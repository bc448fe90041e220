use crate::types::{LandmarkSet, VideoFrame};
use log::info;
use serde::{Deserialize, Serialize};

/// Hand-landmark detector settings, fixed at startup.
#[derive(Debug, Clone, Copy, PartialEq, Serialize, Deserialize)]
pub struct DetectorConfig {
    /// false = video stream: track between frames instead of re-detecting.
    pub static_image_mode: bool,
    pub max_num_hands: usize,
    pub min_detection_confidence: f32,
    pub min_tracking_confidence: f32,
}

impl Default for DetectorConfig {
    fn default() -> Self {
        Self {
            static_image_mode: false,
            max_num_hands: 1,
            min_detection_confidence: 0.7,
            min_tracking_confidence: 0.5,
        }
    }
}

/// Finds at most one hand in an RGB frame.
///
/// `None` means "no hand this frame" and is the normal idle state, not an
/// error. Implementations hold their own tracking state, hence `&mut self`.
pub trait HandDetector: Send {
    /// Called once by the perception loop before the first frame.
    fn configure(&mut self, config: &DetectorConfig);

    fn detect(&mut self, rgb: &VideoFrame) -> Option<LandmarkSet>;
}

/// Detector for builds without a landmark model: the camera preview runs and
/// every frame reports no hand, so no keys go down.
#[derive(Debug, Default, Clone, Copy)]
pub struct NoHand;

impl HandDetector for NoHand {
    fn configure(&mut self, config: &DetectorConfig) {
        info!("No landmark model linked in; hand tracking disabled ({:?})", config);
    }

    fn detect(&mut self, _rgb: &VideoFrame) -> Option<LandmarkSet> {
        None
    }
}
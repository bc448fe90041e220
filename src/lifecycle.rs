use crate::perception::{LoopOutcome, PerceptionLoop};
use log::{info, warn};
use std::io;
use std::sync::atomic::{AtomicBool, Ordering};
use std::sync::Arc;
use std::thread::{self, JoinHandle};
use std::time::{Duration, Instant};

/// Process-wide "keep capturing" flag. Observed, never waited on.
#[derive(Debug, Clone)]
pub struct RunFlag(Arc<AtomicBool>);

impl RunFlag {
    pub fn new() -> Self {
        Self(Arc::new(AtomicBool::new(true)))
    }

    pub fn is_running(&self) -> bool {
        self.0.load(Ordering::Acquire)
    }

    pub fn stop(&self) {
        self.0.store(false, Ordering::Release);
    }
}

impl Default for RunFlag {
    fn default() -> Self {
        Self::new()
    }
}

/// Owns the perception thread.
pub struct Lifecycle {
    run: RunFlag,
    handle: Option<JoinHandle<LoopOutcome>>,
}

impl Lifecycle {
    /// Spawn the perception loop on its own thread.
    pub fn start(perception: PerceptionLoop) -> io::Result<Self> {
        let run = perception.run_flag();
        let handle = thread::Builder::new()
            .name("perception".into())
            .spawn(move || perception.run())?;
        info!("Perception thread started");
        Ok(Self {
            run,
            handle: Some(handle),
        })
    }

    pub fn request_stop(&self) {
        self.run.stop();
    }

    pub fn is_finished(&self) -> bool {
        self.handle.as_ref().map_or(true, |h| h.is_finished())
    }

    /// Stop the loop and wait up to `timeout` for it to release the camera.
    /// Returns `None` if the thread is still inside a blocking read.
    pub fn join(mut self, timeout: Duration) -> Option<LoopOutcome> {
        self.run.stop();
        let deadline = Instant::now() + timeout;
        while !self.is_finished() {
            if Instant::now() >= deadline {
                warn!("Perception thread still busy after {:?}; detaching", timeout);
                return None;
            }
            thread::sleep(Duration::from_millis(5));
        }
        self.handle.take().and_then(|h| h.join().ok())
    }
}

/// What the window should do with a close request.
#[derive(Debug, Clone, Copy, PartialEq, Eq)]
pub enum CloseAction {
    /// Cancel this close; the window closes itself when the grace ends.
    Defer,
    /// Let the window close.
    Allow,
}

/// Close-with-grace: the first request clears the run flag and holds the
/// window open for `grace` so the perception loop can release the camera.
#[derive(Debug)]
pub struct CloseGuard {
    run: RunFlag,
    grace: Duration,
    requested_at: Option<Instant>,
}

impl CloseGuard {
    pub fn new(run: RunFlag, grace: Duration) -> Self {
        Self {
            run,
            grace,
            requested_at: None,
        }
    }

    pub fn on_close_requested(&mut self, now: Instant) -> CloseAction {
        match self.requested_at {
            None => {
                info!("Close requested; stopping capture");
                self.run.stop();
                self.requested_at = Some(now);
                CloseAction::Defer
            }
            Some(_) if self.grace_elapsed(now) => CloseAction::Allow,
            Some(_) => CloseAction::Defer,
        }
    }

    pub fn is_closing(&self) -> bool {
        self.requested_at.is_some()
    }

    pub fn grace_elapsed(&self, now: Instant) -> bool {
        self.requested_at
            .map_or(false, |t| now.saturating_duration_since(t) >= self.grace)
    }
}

...

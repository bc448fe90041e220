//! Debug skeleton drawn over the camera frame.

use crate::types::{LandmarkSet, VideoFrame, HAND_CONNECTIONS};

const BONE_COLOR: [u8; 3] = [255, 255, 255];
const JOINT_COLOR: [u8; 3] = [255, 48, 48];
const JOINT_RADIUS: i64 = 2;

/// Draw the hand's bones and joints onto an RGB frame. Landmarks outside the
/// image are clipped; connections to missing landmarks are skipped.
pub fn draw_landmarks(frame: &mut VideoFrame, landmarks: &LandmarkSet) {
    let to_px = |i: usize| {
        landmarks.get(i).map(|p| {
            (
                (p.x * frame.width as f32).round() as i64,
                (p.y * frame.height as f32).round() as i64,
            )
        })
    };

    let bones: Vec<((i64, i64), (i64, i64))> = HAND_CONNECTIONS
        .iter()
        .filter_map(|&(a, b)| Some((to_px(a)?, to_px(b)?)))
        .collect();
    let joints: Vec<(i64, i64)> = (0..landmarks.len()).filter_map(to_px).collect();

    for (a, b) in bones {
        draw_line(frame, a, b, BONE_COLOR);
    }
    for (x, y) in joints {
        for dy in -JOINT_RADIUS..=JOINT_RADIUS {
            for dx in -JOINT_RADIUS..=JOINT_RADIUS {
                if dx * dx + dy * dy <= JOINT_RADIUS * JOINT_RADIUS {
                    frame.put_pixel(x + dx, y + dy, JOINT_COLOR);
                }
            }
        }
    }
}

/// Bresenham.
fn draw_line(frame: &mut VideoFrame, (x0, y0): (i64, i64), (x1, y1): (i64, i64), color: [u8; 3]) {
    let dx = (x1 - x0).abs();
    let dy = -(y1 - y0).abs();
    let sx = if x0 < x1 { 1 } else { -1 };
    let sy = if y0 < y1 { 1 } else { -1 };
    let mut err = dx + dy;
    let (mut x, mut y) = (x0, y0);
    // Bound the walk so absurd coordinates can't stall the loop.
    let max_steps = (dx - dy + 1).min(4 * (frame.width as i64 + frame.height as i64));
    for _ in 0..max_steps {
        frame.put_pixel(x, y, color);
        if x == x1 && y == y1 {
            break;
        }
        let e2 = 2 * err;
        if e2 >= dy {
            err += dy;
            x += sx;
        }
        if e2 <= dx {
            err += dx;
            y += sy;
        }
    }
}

* * *

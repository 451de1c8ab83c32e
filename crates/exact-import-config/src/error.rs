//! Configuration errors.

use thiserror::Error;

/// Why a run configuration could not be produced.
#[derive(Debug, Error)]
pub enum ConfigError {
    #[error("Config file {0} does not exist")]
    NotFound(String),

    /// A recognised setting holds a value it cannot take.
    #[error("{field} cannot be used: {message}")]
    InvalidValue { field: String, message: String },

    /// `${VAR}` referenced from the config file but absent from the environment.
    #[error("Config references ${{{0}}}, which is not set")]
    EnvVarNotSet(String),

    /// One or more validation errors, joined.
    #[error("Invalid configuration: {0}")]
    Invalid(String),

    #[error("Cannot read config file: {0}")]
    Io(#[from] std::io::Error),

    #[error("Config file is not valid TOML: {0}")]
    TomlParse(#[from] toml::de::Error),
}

▶ _Activity_: All lines of the entries containing the string "Clone" must be shown in full.

▶ _Reply to the exercise_:
#[derive(Debug, Clone, Copy, PartialEq, Serialize, Deserialize)]
#[derive(Debug, Default, Clone, Copy)]
#[derive(Debug, Clone)]
#[derive(Debug, Clone, Copy, PartialEq, Eq)]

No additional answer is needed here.